Elle n’avait pas voulu se priver du plaisir du déculottage, c’était un de ses moments préférés, lentement la petite culotte glissa sur les rondeurs généreuses de Stéphanie, une légère chair de poule recouvrait la peau nacrée, les fesses étaient serrées l’une contre l’autre. Ingrid se régalait toujours de cet instant unique où elle déculottait une dame qui en avait passé l’âge, même quand c’était une paire de fesses qu’elle connaissait parfaitement l’émerveillement était toujours présent.

Le joufflu d’une cinquantenaire encadré par la jupe retroussée et la culotte baissée à mi-cuisse s’étalait devant ses yeux, elle regarda Marion qui déculottait Claudine, c’était émouvant de voir sa mère traitée comme une gamine, elle ne s’en lassait pas.

Les deux croupes étaient prêtes, la double fessée se mit à crépiter dans la pièce, le bruit des claques sur la peau nue et les cris et supplications des punies c’était habituel pour Ingrid mais nouveau pour sa cousine.

La première à pleurer fut Stéphanie, elle n’était pas habituée aux sévères fessées, celle reçue hier dans le bois n’était qu’un apéritif par rapport à celle que lui administrait Ingrid cet après-midi.
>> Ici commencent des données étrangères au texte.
impl Wire for u32 {
    const SIZE: usize = 4;

    fn from_wire(buf: &[u8]) -> Self {
        u32::from_le_bytes([buf[0], buf[1], buf[2], buf[3]])
    }

    fn to_wire(&self, buf: &mut [u8]) {
        buf[..4].copy_from_slice(&self.to_le_bytes());
    }
}

/// Legacy time frame with 10 ms resolution, supported by every device
#[derive(Debug, Clone, Copy, Default, PartialEq, Eq)]
pub struct Time {
    /// Hundredths of seconds, 0..99
    pub sec100: u8,
    /// Seconds, 0..59, or 60 during a leap second
    pub sec: u8,
    pub min: u8,
    pub hour: u8,
    /// Day of month, 1..31
    pub mday: u8,
    /// Day of week, 1..7, 1 = Monday
    pub wday: u8,
    pub month: u8,
    /// Year of the century, 0..99
    pub year: u8,
    pub status: TimeStatus,
    /// Signal strength, or capture channel number
    pub signal: u8,
    /// Local offset from UTC in hours, 0 if the device can't tell
    pub offs_utc: i8,
}

impl Wire for Time {
    const SIZE: usize = 11;

    fn from_wire(b: &[u8]) -> Self {
        Self {
            sec100: b[0],
            sec: b[1],
            min: b[2],
            hour: b[3],
            mday: b[4],
            wday: b[5],
            month: b[6],
            year: b[7],
            status: TimeStatus::from_bits_retain(b[8]),
            signal: b[9],
            offs_utc: b[10] as i8,
        }
    }

    fn to_wire(&self, b: &mut [u8]) {
        b[0] = self.sec100;
        b[1] = self.sec;
        b[2] = self.min;
        b[3] = self.hour;
        b[4] = self.mday;
        b[5] = self.wday;
        b[6] = self.month;
        b[7] = self.year;
        b[8] = self.status.bits();
        b[9] = self.signal;
        b[10] = self.offs_utc as u8;
    }
}

/// Payload of the SET_TIME command; [`Time`] without signal and offset
#[derive(Debug, Clone, Copy, Default, PartialEq, Eq)]
pub struct Stime {
    pub sec100: u8,
    pub sec: u8,
    pub min: u8,
    pub hour: u8,
    pub mday: u8,
    pub wday: u8,
    pub month: u8,
    pub year: u8,
    pub status: TimeStatus,
}

impl Wire for Stime {
    const SIZE: usize = 9;

    fn from_wire(b: &[u8]) -> Self {
        Self {
            sec100: b[0],
            sec: b[1],
            min: b[2],
            hour: b[3],
            mday: b[4],
            wday: b[5],
            month: b[6],
            year: b[7],
            status: TimeStatus::from_bits_retain(b[8]),
        }
    }

    fn to_wire(&self, b: &mut [u8]) {
        b[0] = self.sec100;
        b[1] = self.sec;
        b[2] = self.min;
        b[3] = self.hour;
        b[4] = self.mday;
        b[5] = self.wday;
        b[6] = self.month;
        b[7] = self.year;
        b[8] = self.status.bits();
    }
}

/// High resolution time stamp: UTC seconds plus binary fractions
#[derive(Debug, Clone, Copy, Default, PartialEq, Eq)]
pub struct TimeStamp {
    /// Seconds since 1970, UTC scale
    pub sec: u32,
    /// Binary fractions of a second (0x8000_0000 = 0.5 s)
    pub frac: u32,
}

impl Wire for TimeStamp {
    const SIZE: usize = 8;

    fn from_wire(b: &[u8]) -> Self {
        Self {
            sec: u32::from_wire(&b[0..4]),
            frac: u32::from_wire(&b[4..8]),
        }
    }

    fn to_wire(&self, b: &mut [u8]) {
        self.sec.to_wire(&mut b[0..4]);
        self.frac.to_wire(&mut b[4..8]);
    }
}

/// Extended status word used by [`HrTime`]; the low byte matches
/// [`TimeStatus`]
pub mod xstatus {
    /// Current second is a leap second
    pub const LS_ENB: u16 = 0x0100;
    /// Antenna failure
    pub const ANT_FAIL: u16 = 0x0200;
}

/// High resolution time frame
#[derive(Debug, Clone, Copy, Default, PartialEq, Eq)]
pub struct HrTime {
    pub tstamp: TimeStamp,
    /// Local time offset from UTC in seconds
    pub utc_offs: i32,
    /// Extended status, see [`TimeStatus`] and [`xstatus`]
    pub status: u16,
    pub signal: u8,
}

impl Wire for HrTime {
    const SIZE: usize = 15;

    fn from_wire(b: &[u8]) -> Self {
        Self {
            tstamp: TimeStamp::from_wire(&b[0..8]),
            utc_offs: u32::from_wire(&b[8..12]) as i32,
            status: u16::from_wire(&b[12..14]),
            signal: b[14],
        }
    }

    fn to_wire(&self, b: &mut [u8]) {
        self.tstamp.to_wire(&mut b[0..8]);
        (self.utc_offs as u32).to_wire(&mut b[8..12]);
        self.status.to_wire(&mut b[12..14]);
        b[14] = self.signal;
    }
}

/// Timestamp plus the CPU cycle counter sampled in the same critical
/// section; lets user space correlate device time with the TSC
#[derive(Debug, Clone, Copy, Default, PartialEq, Eq)]
pub struct TimeStampCycles {
    pub tstamp: TimeStamp,
    pub cycles: u64,
}

/// Number of entries in the user capture FIFO
#[derive(Debug, Clone, Copy, Default, PartialEq, Eq)]
pub struct UcapEntries {
    pub used: u32,
    pub max: u32,
}

impl Wire for UcapEntries {
    const SIZE: usize = 8;

    fn from_wire(b: &[u8]) -> Self {
        Self {
            used: u32::from_wire(&b[0..4]),
            max: u32::from_wire(&b[4..8]),
        }
    }

    fn to_wire(&self, b: &mut [u8]) {
        self.used.to_wire(&mut b[0..4]);
        self.max.to_wire(&mut b[4..8]);
    }
}

/// Fixed prefix of the receiver info record.
///
/// The full record is larger; the engine decodes only the leading fields
/// it needs for capability inference and keeps the serial number text.
#[derive(Debug, Clone, Default, PartialEq, Eq)]
pub struct ReceiverInfo {
    pub model_code: u16,
    /// Software revision, packed like the firmware revision
    pub sw_rev: u16,
    pub n_channels: u8,
    pub osc_type: u8,
    /// GPS-level feature bits, see [`crate::features::ri_bits`]
    pub features: u32,
    pub sernum: heapless::String<SERNUM_SIZE>,
}

/// Wire size of the receiver info record as transferred by the device
pub const RECEIVER_INFO_SIZE: usize = 10 + SERNUM_SIZE;

impl Wire for ReceiverInfo {
    const SIZE: usize = RECEIVER_INFO_SIZE;

    fn from_wire(b: &[u8]) -> Self {
        let mut sernum = heapless::String::new();
        for &c in b[10..10 + SERNUM_SIZE].iter() {
            if c == 0 {
                break;
            }
            let _ = sernum.push(c as char);
        }
        Self {
            model_code: u16::from_wire(&b[0..2]),
            sw_rev: u16::from_wire(&b[2..4]),
            n_channels: b[4],
            osc_type: b[5],
            features: u32::from_wire(&b[6..10]),
            sernum,
        }
    }

    fn to_wire(&self, b: &mut [u8]) {
        self.model_code.to_wire(&mut b[0..2]);
        self.sw_rev.to_wire(&mut b[2..4]);
        b[4] = self.n_channels;
        b[5] = self.osc_type;
        self.features.to_wire(&mut b[6..10]);
        for slot in b[10..10 + SERNUM_SIZE].iter_mut() {
            *slot = 0;
        }
        for (slot, c) in b[10..].iter_mut().zip(self.sernum.as_bytes()) {
            *slot = *c;
        }
    }
}

/// Model code reported by devices which predate the receiver info record
pub const MODEL_UNKNOWN: u16 = 0;

/// Extended feature bitset layered on top of [`ReceiverInfo::features`]
#[derive(Debug, Clone, Copy, PartialEq, Eq)]
pub struct XFeatures {
    pub bits: [u8; Self::N_BYTES],
}

impl XFeatures {
    pub const N_BYTES: usize = 32;

    /// Bit number of the TLV API extended feature
    pub const TLV_API: u16 = 0;

    pub fn empty() -> Self {
        Self {
            bits: [0; Self::N_BYTES],
        }
    }

    pub fn has_bit(&self, n: u16) -> bool {
        let byte = (n / 8) as usize;
        byte < Self::N_BYTES && self.bits[byte] & (1 << (n % 8)) != 0
    }

    #[cfg(any(test, feature = "mock-devices"))]
    pub fn set_bit(&mut self, n: u16) {
        let byte = (n / 8) as usize;
        if byte < Self::N_BYTES {
            self.bits[byte] |= 1 << (n % 8);
        }
    }
}

impl Default for XFeatures {
    fn default() -> Self {
        Self::empty()
    }
}

impl Wire for XFeatures {
    const SIZE: usize = Self::N_BYTES;

    fn from_wire(b: &[u8]) -> Self {
        let mut bits = [0; Self::N_BYTES];
        bits.copy_from_slice(&b[..Self::N_BYTES]);
        Self { bits }
    }

    fn to_wire(&self, b: &mut [u8]) {
        b[..Self::N_BYTES].copy_from_slice(&self.bits);
    }
}

/// TLV capability record: flags plus a bitset of supported TLV types
#[derive(Debug, Clone, Copy, PartialEq, Eq)]
pub struct TlvInfo {
    pub reserved: u16,
    pub flags: u32,
    pub supported: [u8; Self::N_FEAT_BYTES],
}

impl TlvInfo {
    pub const N_FEAT_BYTES: usize = 16;

    /// Bit number of the firmware update TLV type
    pub const FEAT_FW_UPDATE: u16 = 0;

    pub fn empty() -> Self {
        Self {
            reserved: 0,
            flags: 0,
            supported: [0; Self::N_FEAT_BYTES],
        }
    }

    pub fn has_feat(&self, n: u16) -> bool {
        let byte = (n / 8) as usize;
        byte < Self::N_FEAT_BYTES && self.supported[byte] & (1 << (n % 8)) != 0
    }

    #[cfg(any(test, feature = "mock-devices"))]
    pub fn set_feat(&mut self, n: u16) {
        let byte = (n / 8) as usize;
        if byte < Self::N_FEAT_BYTES {
            self.supported[byte] |= 1 << (n % 8);
        }
    }
}

impl Default for TlvInfo {
    fn default() -> Self {
        Self::empty()
    }
}

impl Wire for TlvInfo {
    const SIZE: usize = 6 + Self::N_FEAT_BYTES;

    fn from_wire(b: &[u8]) -> Self {
        let mut supported = [0; Self::N_FEAT_BYTES];
        supported.copy_from_slice(&b[6..6 + Self::N_FEAT_BYTES]);
        Self {
            reserved: u16::from_wire(&b[0..2]),
            flags: u32::from_wire(&b[2..6]),
            supported,
        }
    }

    fn to_wire(&self, b: &mut [u8]) {
        self.reserved.to_wire(&mut b[0..2]);
        self.flags.to_wire(&mut b[2..6]);
        b[6..6 + Self::N_FEAT_BYTES].copy_from_slice(&self.supported);
    }
}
Marion fut un peu vexée, elle augmenta la force et la vitesse des claques et visa le pli fessier, la réaction de la mère d’Ingrid fut immédiate, elle hurla et bientôt les pleurs suivirent.

Si quelqu’un était entré à cet instant précis, il aurait été quelque peu surpris par le spectacle de ces dames d’âge mûr étalées en travers des cuisses de jeunes femmes, leur large derrière cramoisi et en levant les yeux, il aurait pu apercevoir une autre dame exposant un fessier de la même couleur.
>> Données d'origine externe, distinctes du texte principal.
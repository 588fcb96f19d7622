use rust_decimal::Decimal;
use serde::{Deserialize, Serialize};
use std::time::Instant;

use super::events::{DatedEvent, PrepaymentEvent, RateChangeEvent};
use super::loan::LoanTerms;
use super::savings::{compare_schedules, SavingsSummary};
use super::schedule::{run_schedule, Schedule, ScheduleTotals};
use crate::dates::same_month;
use crate::types::*;
use crate::LoanSimResult;

/// A loan together with the events to simulate against it.
#[derive(Debug, Clone, Serialize, Deserialize)]
pub struct SimulationInput {
    pub loan: LoanTerms,
    #[serde(default)]
    pub prepayments: Vec<PrepaymentEvent>,
    #[serde(default)]
    pub rate_changes: Vec<RateChangeEvent>,
    #[serde(default)]
    pub rounding: RoundingConfig,
}

/// A single schedule with its headline figures
#[derive(Debug, Clone, Serialize, Deserialize)]
pub struct ScheduleReport {
    pub emi: Money,
    pub totals: ScheduleTotals,
    pub schedule: Schedule,
}

/// Baseline versus modified schedule
#[derive(Debug, Clone, Serialize, Deserialize)]
pub struct SimulationOutput {
    pub baseline_emi: Money,
    pub savings: SavingsSummary,
    pub baseline_totals: ScheduleTotals,
    pub modified_totals: ScheduleTotals,
    pub baseline_schedule: Schedule,
    pub modified_schedule: Schedule,
}

/// Build the schedule for a loan with its events applied.
pub fn build_schedule(
    input: &SimulationInput,
) -> LoanSimResult<ComputationOutput<ScheduleReport>> {
    let start = Instant::now();

    let emi = input.loan.emi(&input.rounding)?;
    let (schedule, mut warnings) = run_schedule(
        &input.loan,
        &input.prepayments,
        &input.rate_changes,
        &input.rounding,
    )?;
    warnings.extend(event_warnings(input, &schedule));

    let output = ScheduleReport {
        emi,
        totals: ScheduleTotals::try_from(&schedule)?,
        schedule,
    };

    let elapsed = start.elapsed().as_micros() as u64;
    Ok(with_metadata(
        "Reducing-balance amortisation schedule",
        &assumptions(input, emi),
        warnings,
        elapsed,
        output,
    ))
}

/// Run the baseline (no events) and modified schedules and diff them.
pub fn simulate(input: &SimulationInput) -> LoanSimResult<ComputationOutput<SimulationOutput>> {
    let start = Instant::now();

    let emi = input.loan.emi(&input.rounding)?;
    let (baseline, baseline_notes) = run_schedule(&input.loan, &[], &[], &input.rounding)?;
    let (modified, modified_notes) = run_schedule(
        &input.loan,
        &input.prepayments,
        &input.rate_changes,
        &input.rounding,
    )?;

    let mut warnings: Vec<String> = baseline_notes
        .into_iter()
        .map(|n| format!("Baseline: {n}"))
        .collect();
    warnings.extend(modified_notes);
    warnings.extend(event_warnings(input, &modified));

    let output = SimulationOutput {
        baseline_emi: emi,
        savings: compare_schedules(&baseline, &modified),
        baseline_totals: ScheduleTotals::try_from(&baseline)?,
        modified_totals: ScheduleTotals::try_from(&modified)?,
        baseline_schedule: baseline,
        modified_schedule: modified,
    };

    let elapsed = start.elapsed().as_micros() as u64;
    Ok(with_metadata(
        "Prepayment and rate-change simulation against a no-event baseline",
        &assumptions(input, emi),
        warnings,
        elapsed,
        output,
    ))
}

fn assumptions(input: &SimulationInput, emi: Money) -> serde_json::Value {
    serde_json::json!({
        "principal": input.loan.principal.to_string(),
        "annual_interest_rate_pct": input.loan.annual_interest_rate.to_string(),
        "tenure_months": input.loan.tenure_months,
        "start_date": input.loan.start_date.to_string(),
        "baseline_emi": emi.to_string(),
        "emi_rounding": format!(
            "{} dp, half away from zero",
            input.rounding.emi_decimal_places
        ),
        "prepayments": input.prepayments.len(),
        "rate_changes": input.rate_changes.len(),
    })
}

/// Events that had no effect, and recurring prepayments applied only once.
fn event_warnings(input: &SimulationInput, schedule: &Schedule) -> Vec<String> {
    let mut warnings = Vec::new();

    for (i, p) in input.prepayments.iter().enumerate() {
        let date = p.effective_date();
        if !in_schedule(schedule, date) {
            warnings.push(format!(
                "Prepayment {i} dated {date} falls outside the schedule; not applied"
            ));
        } else if let Some(freq) = p.frequency() {
            warnings.push(format!(
                "Prepayment {i} is recurring ({freq:?}); applied once in {}",
                date.format("%Y-%m")
            ));
        }
    }

    for (i, rc) in input.rate_changes.iter().enumerate() {
        let date = rc.effective_date();
        if !in_schedule(schedule, date) {
            warnings.push(format!(
                "Rate change {i} dated {date} falls outside the schedule; not applied"
            ));
        }
    }

    if let Some(last) = schedule.entries.last() {
        if last.closing_balance > Decimal::ZERO {
            warnings.push(format!(
                "Schedule ends with an outstanding balance of {}",
                last.closing_balance
            ));
        }
    }

    warnings
}

fn in_schedule(schedule: &Schedule, date: chrono::NaiveDate) -> bool {
    schedule.entries.iter().any(|e| same_month(e.date, date))
}

#[cfg(test)]
mod tests {
    use super::*;
    use crate::amortization::events::RecurrenceFrequency;
    use chrono::NaiveDate;
    use rust_decimal_macros::dec;

    fn d(y: i32, m: u32, day: u32) -> NaiveDate {
        NaiveDate::from_ymd_opt(y, m, day).unwrap()
    }

    fn input() -> SimulationInput {
        SimulationInput {
            loan: LoanTerms::new(dec!(500000), dec!(10), 24, d(2024, 1, 1)).unwrap(),
            prepayments: vec![PrepaymentEvent::one_time(dec!(100000), d(2024, 6, 10))],
            rate_changes: vec![],
            rounding: RoundingConfig::default(),
        }
    }

    #[test]
    fn test_simulate_envelope() {
        let out = simulate(&input()).unwrap();
        let res = &out.result;
        assert_eq!(res.baseline_emi, dec!(23072));
        assert_eq!(res.baseline_schedule.len(), 24);
        assert!(res.modified_schedule.len() < 24);
        assert_eq!(
            res.savings.months_saved,
            (res.baseline_schedule.len() - res.modified_schedule.len()) as i64
        );
        assert_eq!(res.modified_totals.total_prepaid, dec!(100000));
        // 23,072.46 rounds down, so only the baseline's last month is trued up
        assert_eq!(out.warnings.len(), 1, "{:?}", out.warnings);
        assert!(out.warnings[0].starts_with("Baseline: Month 24"));
        assert_eq!(out.metadata.precision, "rust_decimal_128bit");
    }

    #[test]
    fn test_build_schedule_report() {
        let out = build_schedule(&input()).unwrap();
        assert_eq!(out.result.emi, dec!(23072));
        assert_eq!(out.result.totals.months, out.result.schedule.len());
        assert_eq!(
            out.result.totals.debt_free_date,
            out.result.schedule.debt_free_date()
        );
    }

    #[test]
    fn test_unmatched_and_recurring_events_warn() {
        let mut inp = input();
        inp.prepayments.push(PrepaymentEvent::one_time(dec!(1000), d(2023, 12, 1)));
        inp.prepayments.push(PrepaymentEvent::recurring(
            dec!(2000),
            d(2024, 3, 1),
            RecurrenceFrequency::Yearly,
        ));
        inp.rate_changes.push(RateChangeEvent::new(dec!(9), d(2030, 1, 1)));

        let out = simulate(&inp).unwrap();
        assert!(out.warnings.iter().any(|w| w.starts_with("Prepayment 1 dated 2023-12-01")));
        assert!(out.warnings.iter().any(|w| w.contains("recurring (Yearly)")));
        assert!(out.warnings.iter().any(|w| w.starts_with("Rate change 0")));
    }

    #[test]
    fn test_input_json_defaults() {
        let json = r#"{
            "loan": {
                "principal": "100000",
                "annual_interest_rate": "12",
                "tenure_months": 12,
                "start_date": "2024-01-01"
            }
        }"#;
        let inp: SimulationInput = serde_json::from_str(json).unwrap();
        assert!(inp.prepayments.is_empty());
        assert_eq!(inp.rounding, RoundingConfig::default());

        let out = simulate(&inp).unwrap();
        assert_eq!(out.result.savings.interest_saved, Decimal::ZERO);
        assert_eq!(out.result.savings.months_saved, 0);
    }

    #[test]
    fn test_invalid_loan_propagates() {
        let mut inp = input();
        inp.loan.tenure_months = 0;
        assert!(simulate(&inp).is_err());
        assert!(build_schedule(&inp).is_err());
    }
}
Les deux punies furent relevées et conduites au coin, Ingrid fit des photos qu’elle envoya à Michèle et Rosa. Puis sans se soucier de la présence de leurs mères et de Stéphanie, les deux cousines se livrèrent à des activités que la morale réprouve comme on dit.

Ingrid tenait absolument à ce que Stéphanie garde un souvenir cuisant de sa première expérience de soumission, elle expliqua à Marion le principe d’une fessée tandem.

Elles s’installèrent donc face à face, les genoux se touchant, les quatre cuisses formant une plate-forme où Stéphanie se coucha, ses fesses étaient encore rouges, mais c’était un détail pour la perverse bibliothécaire. Ses différentes soumises ne recevaient jamais une seule et unique fessée, pour apaiser sa libido, il lui fallait des derrières cramoisis et des punies en pleurs sur ses genoux. Elle se déchaussa et tendit une de ses sandales à semelle de cuir à sa cousine ;

Avec ça les fesses de notre petite Stéphanie vont danser, tu t’occupes de la droite, moi je prends la gauche.

Et ce fut le cas, Marion avait bien compris le principe, les claques se succédaient sans interruption sur le magnifique derrière de Stéphanie, ses jambes battaient l’air, elle hurlait et pleurait en même temps, ses fesses s’ouvraient largement. Marion appréciait le spectacle, elle se promit de reconvoquer Stéphanie un jour qu’Ingrid ne serait pas là pour la fesser bien sûr, mais également déguster tous ses trésors.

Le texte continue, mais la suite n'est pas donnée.